Source records

==*==

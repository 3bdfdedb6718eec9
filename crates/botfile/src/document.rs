//! The configuration document contract and an in-memory implementation.
//!
//! A document accepts connected services one at a time and persists itself
//! on request. Ids are assigned by the document, not by callers: a service
//! without an id receives one greater than the highest numeric id already
//! present.

use std::path::PathBuf;

use msbot_types::{ConnectedService, ServiceType};
use thiserror::Error;

/// Errors surfaced by bot configuration documents.
#[derive(Debug, Error)]
pub enum BotFileError {
    /// The bot file could not be read.
    #[error("unable to read {path}: {source}", path = .path.display())]
    Read {
        path: PathBuf,
        #[source]
        source: std::io::Error,
    },
    /// The bot file could not be written.
    #[error("unable to write {path}: {source}", path = .path.display())]
    Write {
        path: PathBuf,
        #[source]
        source: std::io::Error,
    },
    /// The bot file is not valid JSON or does not have the expected shape.
    #[error("{path} is not a valid bot file: {source}", path = .path.display())]
    Parse {
        path: PathBuf,
        #[source]
        source: serde_json::Error,
    },
    /// Serialization failure while connecting or saving.
    #[error("bot file serialization error: {0}")]
    Serialization(#[from] serde_json::Error),
    /// No `.bot` file exists in the searched folder.
    #[error(
        "no bot file found in {folder}. Choose a different location or use msbot init to create a .bot file.",
        folder = .0.display()
    )]
    NoBotFile(PathBuf),
    /// The document is protected and no secret was supplied.
    #[error("{path} is protected by a secret; pass it with --secret", path = .0.display())]
    SecretRequired(PathBuf),
    /// A service with the same type and id is already connected.
    #[error("service with {id} is already connected ({service_type})")]
    DuplicateService { service_type: ServiceType, id: String },
}

/// A configuration document that services can be connected to.
#[async_trait::async_trait]
pub trait BotDocument: Send {
    /// Append `service`, assigning an id when it has none. Returns the id.
    fn connect_service(&mut self, service: &mut ConnectedService) -> Result<String, BotFileError>;

    /// Persist the document. `secret` is the bot file secret, when supplied.
    async fn save(&mut self, secret: Option<&str>) -> Result<(), BotFileError>;
}

/// Next free id given the ids already present. Non-numeric ids are ignored.
pub(crate) fn next_service_id<'a>(existing_ids: impl IntoIterator<Item = &'a str>) -> String {
    let highest = existing_ids
        .into_iter()
        .filter_map(|id| id.parse::<u64>().ok())
        .max()
        .unwrap_or(0);
    (highest + 1).to_string()
}

/// Assign an id to `service` or reject it when `(type, id)` is already taken.
pub(crate) fn assign_service_id<'a>(
    service: &mut ConnectedService,
    existing: impl IntoIterator<Item = (&'a str, &'a str)>,
) -> Result<(), BotFileError> {
    if service.id().is_empty() {
        service.set_id(next_service_id(existing.into_iter().map(|(_, id)| id)));
        return Ok(());
    }

    let service_type = service.service_type();
    let taken = existing
        .into_iter()
        .any(|(kind, id)| kind == service_type.as_str() && id == service.id());
    if taken {
        return Err(BotFileError::DuplicateService {
            service_type,
            id: service.id().to_string(),
        });
    }
    Ok(())
}

/// In-memory document primarily used for unit testing.
#[derive(Debug, Default)]
pub struct InMemoryBotDocument {
    services: Vec<ConnectedService>,
    save_count: usize,
    last_secret: Option<String>,
}

impl InMemoryBotDocument {
    pub fn new() -> Self {
        Self::default()
    }

    pub fn services(&self) -> &[ConnectedService] {
        &self.services
    }

    /// Number of times [`BotDocument::save`] has been called.
    pub fn save_count(&self) -> usize {
        self.save_count
    }

    /// Secret passed to the most recent save.
    pub fn last_secret(&self) -> Option<&str> {
        self.last_secret.as_deref()
    }
}

#[async_trait::async_trait]
impl BotDocument for InMemoryBotDocument {
    fn connect_service(&mut self, service: &mut ConnectedService) -> Result<String, BotFileError> {
        let existing: Vec<(&str, &str)> = self
            .services
            .iter()
            .map(|connected| (connected.service_type().as_str(), connected.id()))
            .collect();
        assign_service_id(service, existing.iter().copied())?;
        self.services.push(service.clone());
        Ok(service.id().to_string())
    }

    async fn save(&mut self, secret: Option<&str>) -> Result<(), BotFileError> {
        self.save_count += 1;
        self.last_secret = secret.map(str::to_string);
        Ok(())
    }
}

#[cfg(test)]
mod tests {
    use super::*;
    use msbot_types::{BotService, EndpointService};

    fn bot_service() -> ConnectedService {
        ConnectedService::Bot(BotService {
            id: String::new(),
            name: "mybot".into(),
            service_name: "mybot".into(),
            tenant_id: "contoso.onmicrosoft.com".into(),
            subscription_id: "7d1c9a3e-5b2f-4c8d-a6e0-3f9b1d7c5e2a".into(),
            resource_group: "bots".into(),
        })
    }

    fn endpoint_service(id: &str) -> ConnectedService {
        ConnectedService::Endpoint(EndpointService {
            id: id.into(),
            name: "local".into(),
            app_id: "0b5e7c2a-1f3d-4e8a-9c6b-2d4f6a8b0c1e".into(),
            app_password: "pw".into(),
            endpoint: "http://localhost:3978/api/messages".into(),
        })
    }

    #[test]
    fn next_id_skips_non_numeric_ids() {
        assert_eq!(next_service_id(std::iter::empty()), "1");
        assert_eq!(next_service_id(["2", "abc", "10", "7"]), "11");
    }

    #[test]
    fn in_memory_assigns_sequential_ids() {
        let mut document = InMemoryBotDocument::new();
        let mut first = bot_service();
        let mut second = endpoint_service("");

        assert_eq!(document.connect_service(&mut first).unwrap(), "1");
        assert_eq!(document.connect_service(&mut second).unwrap(), "2");
        assert_eq!(first.id(), "1");
        assert_eq!(document.services().len(), 2);
    }

    #[test]
    fn duplicate_type_and_id_rejected() {
        let mut document = InMemoryBotDocument::new();
        document.connect_service(&mut endpoint_service("5")).unwrap();

        let error = document.connect_service(&mut endpoint_service("5")).unwrap_err();
        assert!(matches!(error, BotFileError::DuplicateService { .. }));

        let mut bot = bot_service();
        bot.set_id("5");
        assert!(document.connect_service(&mut bot).is_ok());
    }

    #[tokio::test]
    async fn in_memory_save_records_secret() {
        let mut document = InMemoryBotDocument::new();
        document.save(Some("pw")).await.unwrap();
        document.save(None).await.unwrap();
        assert_eq!(document.save_count(), 2);
        assert_eq!(document.last_secret(), None);
    }
}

==*==

Each entry needs to be written out again, exactly as given.

▶ **REPLY**:
repository 3bdfdedb6718eec9
filename crates/botfile/src/document.rs
//! The configuration document contract and an in-memory implementation.
//!
//! A document accepts connected services one at a time and persists itself
//! on request. Ids are assigned by the document, not by callers: a service
//! without an id receives one greater than the highest numeric id already
//! present.

use std::path::PathBuf;

use msbot_types::{ConnectedService, ServiceType};
use thiserror::Error;

/// Errors surfaced by bot configuration documents.
#[derive(Debug, Error)]
pub enum BotFileError {
    /// The bot file could not be read.
    #[error("unable to read {path}: {source}", path = .path.display())]
    Read {
        path: PathBuf,
        #[source]
        source: std::io::Error,
    },
    /// The bot file could not be written.
    #[error("unable to write {path}: {source}", path = .path.display())]
    Write {
        path: PathBuf,
        #[source]
        source: std::io::Error,
    },
    /// The bot file is not valid JSON or does not have the expected shape.
    #[error("{path} is not a valid bot file: {source}", path = .path.display())]
    Parse {
        path: PathBuf,
        #[source]
        source: serde_json::Error,
    },
    /// Serialization failure while connecting or saving.
    #[error("bot file serialization error: {0}")]
    Serialization(#[from] serde_json::Error),
    /// No `.bot` file exists in the searched folder.
    #[error(
        "no bot file found in {folder}. Choose a different location or use msbot init to create a .bot file.",
        folder = .0.display()
    )]
    NoBotFile(PathBuf),
    /// The document is protected and no secret was supplied.
    #[error("{path} is protected by a secret; pass it with --secret", path = .0.display())]
    SecretRequired(PathBuf),
    /// A service with the same type and id is already connected.
    #[error("service with {id} is already connected ({service_type})")]
    DuplicateService { service_type: ServiceType, id: String },
}

/// A configuration document that services can be connected to.
#[async_trait::async_trait]
pub trait BotDocument: Send {
    /// Append `service`, assigning an id when it has none. Returns the id.
    fn connect_service(&mut self, service: &mut ConnectedService) -> Result<String, BotFileError>;

    /// Persist the document. `secret` is the bot file secret, when supplied.
    async fn save(&mut self, secret: Option<&str>) -> Result<(), BotFileError>;
}

/// Next free id given the ids already present. Non-numeric ids are ignored.
pub(crate) fn next_service_id<'a>(existing_ids: impl IntoIterator<Item = &'a str>) -> String {
    let highest = existing_ids
        .into_iter()
        .filter_map(|id| id.parse::<u64>().ok())
        .max()
        .unwrap_or(0);
    (highest + 1).to_string()
}

/// Assign an id to `service` or reject it when `(type, id)` is already taken.
pub(crate) fn assign_service_id<'a>(
    service: &mut ConnectedService,
    existing: impl IntoIterator<Item = (&'a str, &'a str)>,
) -> Result<(), BotFileError> {
    if service.id().is_empty() {
        service.set_id(next_service_id(existing.into_iter().map(|(_, id)| id)));
        return Ok(());
    }

    let service_type = service.service_type();
    let taken = existing
        .into_iter()
        .any(|(kind, id)| kind == service_type.as_str() && id == service.id());
    if taken {
        return Err(BotFileError::DuplicateService {
            service_type,
            id: service.id().to_string(),
        });
    }
    Ok(())
}

/// In-memory document primarily used for unit testing.
#[derive(Debug, Default)]
pub struct InMemoryBotDocument {
    services: Vec<ConnectedService>,
    save_count: usize,
    last_secret: Option<String>,
}

impl InMemoryBotDocument {
    pub fn new() -> Self {
        Self::default()
    }

    pub fn services(&self) -> &[ConnectedService] {
        &self.services
    }

    /// Number of times [`BotDocument::save`] has been called.
    pub fn save_count(&self) -> usize {
        self.save_count
    }

    /// Secret passed to the most recent save.
    pub fn last_secret(&self) -> Option<&str> {
        self.last_secret.as_deref()
    }
}

#[async_trait::async_trait]
impl BotDocument for InMemoryBotDocument {
    fn connect_service(&mut self, service: &mut ConnectedService) -> Result<String, BotFileError> {
        let existing: Vec<(&str, &str)> = self
            .services
            .iter()
            .map(|connected| (connected.service_type().as_str(), connected.id()))
            .collect();
        assign_service_id(service, existing.iter().copied())?;
        self.services.push(service.clone());
        Ok(service.id().to_string())
    }

    async fn save(&mut self, secret: Option<&str>) -> Result<(), BotFileError> {
        self.save_count += 1;
        self.last_secret = secret.map(str::to_string);
        Ok(())
    }
}

#[cfg(test)]
mod tests {
    use super::*;
    use msbot_types::{BotService, EndpointService};

    fn bot_service() -> ConnectedService {
        ConnectedService::Bot(BotService {
            id: String::new(),
            name: "mybot".into(),
            service_name: "mybot".into(),
            tenant_id: "contoso.onmicrosoft.com".into(),
            subscription_id: "7d1c9a3e-5b2f-4c8d-a6e0-3f9b1d7c5e2a".into(),
            resource_group: "bots".into(),
        })
    }

    fn endpoint_service(id: &str) -> ConnectedService {
        ConnectedService::Endpoint(EndpointService {
            id: id.into(),
            name: "local".into(),
            app_id: "0b5e7c2a-1f3d-4e8a-9c6b-2d4f6a8b0c1e".into(),
            app_password: "pw".into(),
            endpoint: "http://localhost:3978/api/messages".into(),
        })
    }

    #[test]
    fn next_id_skips_non_numeric_ids() {
        assert_eq!(next_service_id(std::iter::empty()), "1");
        assert_eq!(next_service_id(["2", "abc", "10", "7"]), "11");
    }

    #[test]
    fn in_memory_assigns_sequential_ids() {
        let mut document = InMemoryBotDocument::new();
        let mut first = bot_service();
        let mut second = endpoint_service("");

        assert_eq!(document.connect_service(&mut first).unwrap(), "1");
        assert_eq!(document.connect_service(&mut second).unwrap(), "2");
        assert_eq!(first.id(), "1");
        assert_eq!(document.services().len(), 2);
    }

    #[test]
    fn duplicate_type_and_id_rejected() {
        let mut document = InMemoryBotDocument::new();
        document.connect_service(&mut endpoint_service("5")).unwrap();

        let error = document.connect_service(&mut endpoint_service("5")).unwrap_err();
        assert!(matches!(error, BotFileError::DuplicateService { .. }));

        let mut bot = bot_service();
        bot.set_id("5");
        assert!(document.connect_service(&mut bot).is_ok());
    }

    #[tokio::test]
    async fn in_memory_save_records_secret() {
        let mut document = InMemoryBotDocument::new();
        document.save(Some("pw")).await.unwrap();
        document.save(None).await.unwrap();
        assert_eq!(document.save_count(), 2);
        assert_eq!(document.last_secret(), None);
    }
}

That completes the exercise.